//! Site header: brand, desktop dropdown menu and mobile menu, both built
//! from [`SITE_NAVIGATION`].

use dioxus::prelude::*;

use crate::nav::{NavigationItem, SITE_NAVIGATION};
use crate::settings::WebsiteSettings;

/// Dropdown hover handling. Leaving a dropdown arms a close timer; entering
/// it again cancels the pending close. Timers are cleared on pagehide.
pub const HEADER_SCRIPT: &str = r#"
(function () {
    const CLOSE_DELAY_MS = 150;
    const timers = new Map();
    function cancelClose(el) {
        const t = timers.get(el);
        if (t !== undefined) { clearTimeout(t); timers.delete(el); }
    }
    function armClose(el) {
        cancelClose(el);
        timers.set(el, setTimeout(() => {
            el.classList.remove('open');
            timers.delete(el);
        }, CLOSE_DELAY_MS));
    }
    document.querySelectorAll('.nav-dropdown').forEach(el => {
        el.addEventListener('mouseenter', () => { cancelClose(el); el.classList.add('open'); });
        el.addEventListener('mouseleave', () => armClose(el));
        el.addEventListener('focusin', () => { cancelClose(el); el.classList.add('open'); });
        el.addEventListener('focusout', () => armClose(el));
    });
    window.addEventListener('pagehide', () => {
        timers.forEach(t => clearTimeout(t));
        timers.clear();
    });
})();
"#;

#[derive(Props, Clone, PartialEq)]
pub struct SiteHeaderProps {
    pub site: WebsiteSettings,
    pub current_path: String,
}

#[component]
pub fn SiteHeader(props: SiteHeaderProps) -> Element {
    let school = props.site.school_name.clone();
    let tagline = props.site.tagline.clone();
    let logo = props.site.logo.clone().filter(|l| !l.trim().is_empty());
    let path = props.current_path.as_str();

    rsx! {
        header { class: "container site-header",
            nav {
                ul {
                    li {
                        a { class: "brand", href: "/",
                            if let Some(src) = logo {
                                img { src: "{src}", alt: "{school} logo" }
                            }
                            span {
                                strong { "{school}" }
                                if !tagline.is_empty() {
                                    br {}
                                    small { "{tagline}" }
                                }
                            }
                        }
                    }
                }
                ul { class: "desktop-menu",
                    for item in SITE_NAVIGATION.iter() {
                        {desktop_item(item, path)}
                    }
                }
            }
            details { class: "mobile-menu",
                summary { "Menu" }
                ul {
                    for item in SITE_NAVIGATION.iter() {
                        {mobile_item(item, path)}
                    }
                }
            }
        }
    }
}

fn desktop_item(item: &NavigationItem, current_path: &str) -> Element {
    let active = item.contains_path(current_path);
    let href = item.path;
    let label = item.label;
    let id = item.id;

    if !item.has_children() {
        return rsx! {
            li { key: "{id}", {nav_link(href, label, active)} }
        };
    }

    rsx! {
        li { key: "{id}", class: "nav-dropdown",
            {nav_link(href, label, active)}
            ul { class: "submenu",
                for child in item.sub_items.iter() {
                    li { a { href: child.path, "{child.label}" } }
                }
            }
        }
    }
}

fn mobile_item(item: &NavigationItem, current_path: &str) -> Element {
    let active = item.contains_path(current_path);
    let href = item.path;
    let label = item.label;

    if !item.has_children() {
        return rsx! {
            li { {nav_link(href, label, active)} }
        };
    }

    rsx! {
        li {
            details {
                open: active,
                summary { "{label}" }
                ul {
                    li { {nav_link(href, label, active)} }
                    for child in item.sub_items.iter() {
                        li { a { href: child.path, "{child.label}" } }
                    }
                }
            }
        }
    }
}

fn nav_link(href: &'static str, label: &'static str, active: bool) -> Element {
    if active {
        rsx! {
            a { href: href, "aria-current": "page", strong { "{label}" } }
        }
    } else {
        rsx! {
            a { href: href, "{label}" }
        }
    }
}

#[cfg(test)]
mod tests {
    use super::*;

    fn render(path: &str) -> String {
        let site = WebsiteSettings {
            school_name: "Greenfield School".into(),
            ..Default::default()
        };
        dioxus::ssr::render_element(rsx! {
            SiteHeader { site: site, current_path: path.to_string() }
        })
    }

    #[test]
    fn renders_every_top_level_item() {
        let html = render("/");
        for item in SITE_NAVIGATION {
            assert!(html.contains(item.label), "missing {}", item.label);
        }
        assert!(html.contains("Greenfield School"));
    }

    #[test]
    fn parent_of_current_path_is_active() {
        let html = render("/academic");
        assert!(html.contains(r#"href="/academic" aria-current="page""#));
        assert!(!html.contains(r#"href="/about" aria-current="page""#));
    }
}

- _Aim of the exercise_
Every line from the top of the material through the line containing "window.addEventListener('pagehide', () =>" must be transcribed exactly, and no other line may appear.

- _Response to the exercise_
//! Site header: brand, desktop dropdown menu and mobile menu, both built
//! from [`SITE_NAVIGATION`].

use dioxus::prelude::*;

use crate::nav::{NavigationItem, SITE_NAVIGATION};
use crate::settings::WebsiteSettings;

/// Dropdown hover handling. Leaving a dropdown arms a close timer; entering
/// it again cancels the pending close. Timers are cleared on pagehide.
pub const HEADER_SCRIPT: &str = r#"
(function () {
    const CLOSE_DELAY_MS = 150;
    const timers = new Map();
    function cancelClose(el) {
        const t = timers.get(el);
        if (t !== undefined) { clearTimeout(t); timers.delete(el); }
    }
    function armClose(el) {
        cancelClose(el);
        timers.set(el, setTimeout(() => {
            el.classList.remove('open');
            timers.delete(el);
        }, CLOSE_DELAY_MS));
    }
    document.querySelectorAll('.nav-dropdown').forEach(el => {
        el.addEventListener('mouseenter', () => { cancelClose(el); el.classList.add('open'); });
        el.addEventListener('mouseleave', () => armClose(el));
        el.addEventListener('focusin', () => { cancelClose(el); el.classList.add('open'); });
        el.addEventListener('focusout', () => armClose(el));
    });
    window.addEventListener('pagehide', () => {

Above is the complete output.